Ever found yourself in the middle of a campaign or regulatory compliance report only to find your efforts wasted by the sheer number of typos, omissions, system-led errors and varied formats due to a lack of file naming and format conventions in your data sources?
You’re not alone.
Erroneous CRM and database data due to data inconsistencies and quality issues can render any reporting or campaign activity worthless and prompt the need to routinely fix data at scale.
For this, a data scrubbing software can help organizations enhance the quality and consistency of their data to meet a variety of business outcomes.
This is an in-depth guide on what a data scrubbing tool is, what to consider when choosing one, and the mistakes and best practices to keep in mind when carrying out an enterprise-wide data scrubbing project.
What is Data Scrubbing?
Data scrubbing, also known as data cleansing, refers to the activity of eliminating or fixing data errors such as missing, invalid, incomplete, incorrectly formatted or duplicate entries. Data scrubbing is vital to help companies resolve critical errors and enhance the quality and consistency of their data to meet intended business outcomes such as:
- Meeting compliance requirements
- Improving brand reputation
- Increasing customer satisfaction
- Enhancing marketing campaign responses and much more
What Does Data Scrubbing Involve?
Data scrubbing involves utilizing a variety of steps to scrub or remove data errors including:
- Data standardization: normalizing varied formats of name, address, and other fields across multiple data sources.
Example: standardizing the name format of First Name Initial_Last Name (‘J. Edwards’) to First Name_Middle Name_Last Name (‘John Michael Edwards’).
- Data cleansing: correcting fields with incorrect casing, typos, leading spaces, and spelling errors.
Example: changing ‘MARGAREt’ to ‘Margaret’ or ‘Thomav’ to ‘Thomas’ or ‘Dav d’ to ‘David’.
- Data deduplication: identifying and removing duplicates within or across sources and selecting the right entry as a golden or master record.
Example: removing the entry ‘Isaac Jones’ and keeping the entry ‘Isaac M. Jones’ as the master record.
What to Consider When Choosing a Data Scrubbing Software?
A data scrubbing tool must have the right capabilities to address the needs of your organization and business scenario. Here are a few you should consider.
1. Import relevant files and databases
Data integration is the first step to ensuring any data scrubbing activity can be carried out across your known data sources and systems.
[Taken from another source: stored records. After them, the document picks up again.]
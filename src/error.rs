//! Error types for context-bound process execution

use std::fmt;
use std::io;
use std::process::ExitStatus;

use thiserror::Error;

use crate::context::CancelCause;

/// Errors produced by a supervised run
#[derive(Debug, Error)]
pub enum RunError {
    /// The process could not be started; the race never began
    #[error("failed to spawn process: {0}")]
    Spawn(#[source] io::Error),

    /// Waiting for the process failed at the OS level
    #[error("failed waiting for process: {0}")]
    Wait(#[source] io::Error),

    /// The process ran to completion with a failed exit status
    #[error("process exited with {status}")]
    Exit {
        /// The natural exit status, unchanged
        status: ExitStatus,
    },

    /// Cancellation preempted natural completion
    #[error(transparent)]
    Terminated(#[from] TerminationStatus),
}

/// Report produced when the context is cancelled before the process exits.
///
/// Carries both the cancellation cause and the outcome of the single signal
/// delivery attempt, so a caller can tell "cleanly interrupted" apart from
/// "interrupted but could not be signalled". This value is always
/// failure-shaped, even when the signal itself was delivered without error.
#[derive(Debug)]
pub struct TerminationStatus {
    /// Why the context ended
    pub cause: CancelCause,
    /// `None` if the signal was delivered successfully
    pub signal_result: Option<io::Error>,
}

impl TerminationStatus {
    /// Whether the cancellation signal reached the process
    pub fn signal_delivered(&self) -> bool {
        self.signal_result.is_none()
    }
}

impl fmt::Display for TerminationStatus {
    fn fmt(&self, f: &mut fmt::Formatter<'_>) -> fmt::Result {
        match &self.signal_result {
            Some(err) => write!(
                f,
                "context terminated with {}, signal delivery failed: {}",
                self.cause, err
            ),
            None => write!(f, "context terminated with {}, process signalled", self.cause),
        }
    }
}

impl std::error::Error for TerminationStatus {
    fn source(&self) -> Option<&(dyn std::error::Error + 'static)> {
        self.signal_result
            .as_ref()
            .map(|e| e as &(dyn std::error::Error + 'static))
    }
}

/// Result type for supervised runs
pub type Result<T> = std::result::Result<T, RunError>;

#[cfg(test)]
mod tests {
    use super::*;

    #[test]
    fn termination_display_with_delivery() {
        let status = TerminationStatus {
            cause: CancelCause::Cancelled,
            signal_result: None,
        };
        assert!(status.signal_delivered());
        let rendered = status.to_string();
        assert!(rendered.contains("context cancelled"));
        assert!(rendered.contains("process signalled"));
    }

    #[test]
    fn termination_display_with_failed_delivery() {
        let status = TerminationStatus {
            cause: CancelCause::DeadlineExceeded,
            signal_result: Some(io::Error::new(io::ErrorKind::NotFound, "no such process")),
        };
        assert!(!status.signal_delivered());
        assert!(status.to_string().contains("signal delivery failed"));
    }

    #[test]
    fn termination_converts_into_run_error() {
        let status = TerminationStatus {
            cause: CancelCause::Cancelled,
            signal_result: None,
        };
        let err: RunError = status.into();
        assert!(matches!(err, RunError::Terminated(_)));
    }
}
Data scrubbing tools should first and foremost be able to ingest the relevant files (CSV, Excel, TXT) and databases (MySQL, SQL Server, Oracle, IBM DB2) as well as APIs to connect to web applications.
2. Inspect data errors and inconsistencies
Prior to data scrubbing, it is vital the software has a data profiling module to be able to identify and highlight a wide variety of errors and potential problem areas that could surface if the errors are left unaddressed. This can allow companies to shorten the implementation cycle by saving hours’ worth of efforts in finding and fixing errors after carrying out deduplication or entity resolution tasks.
3. Data normalization
The variances in formats arise due to each data source having its own format rules (or lack thereof). For this reason, out-of-the-box name and address parsing and text standardization features can allow users to standardize chosen fields right away. Furthermore, the feature to store and access custom libraries can also accelerate data standardization across larger datasets.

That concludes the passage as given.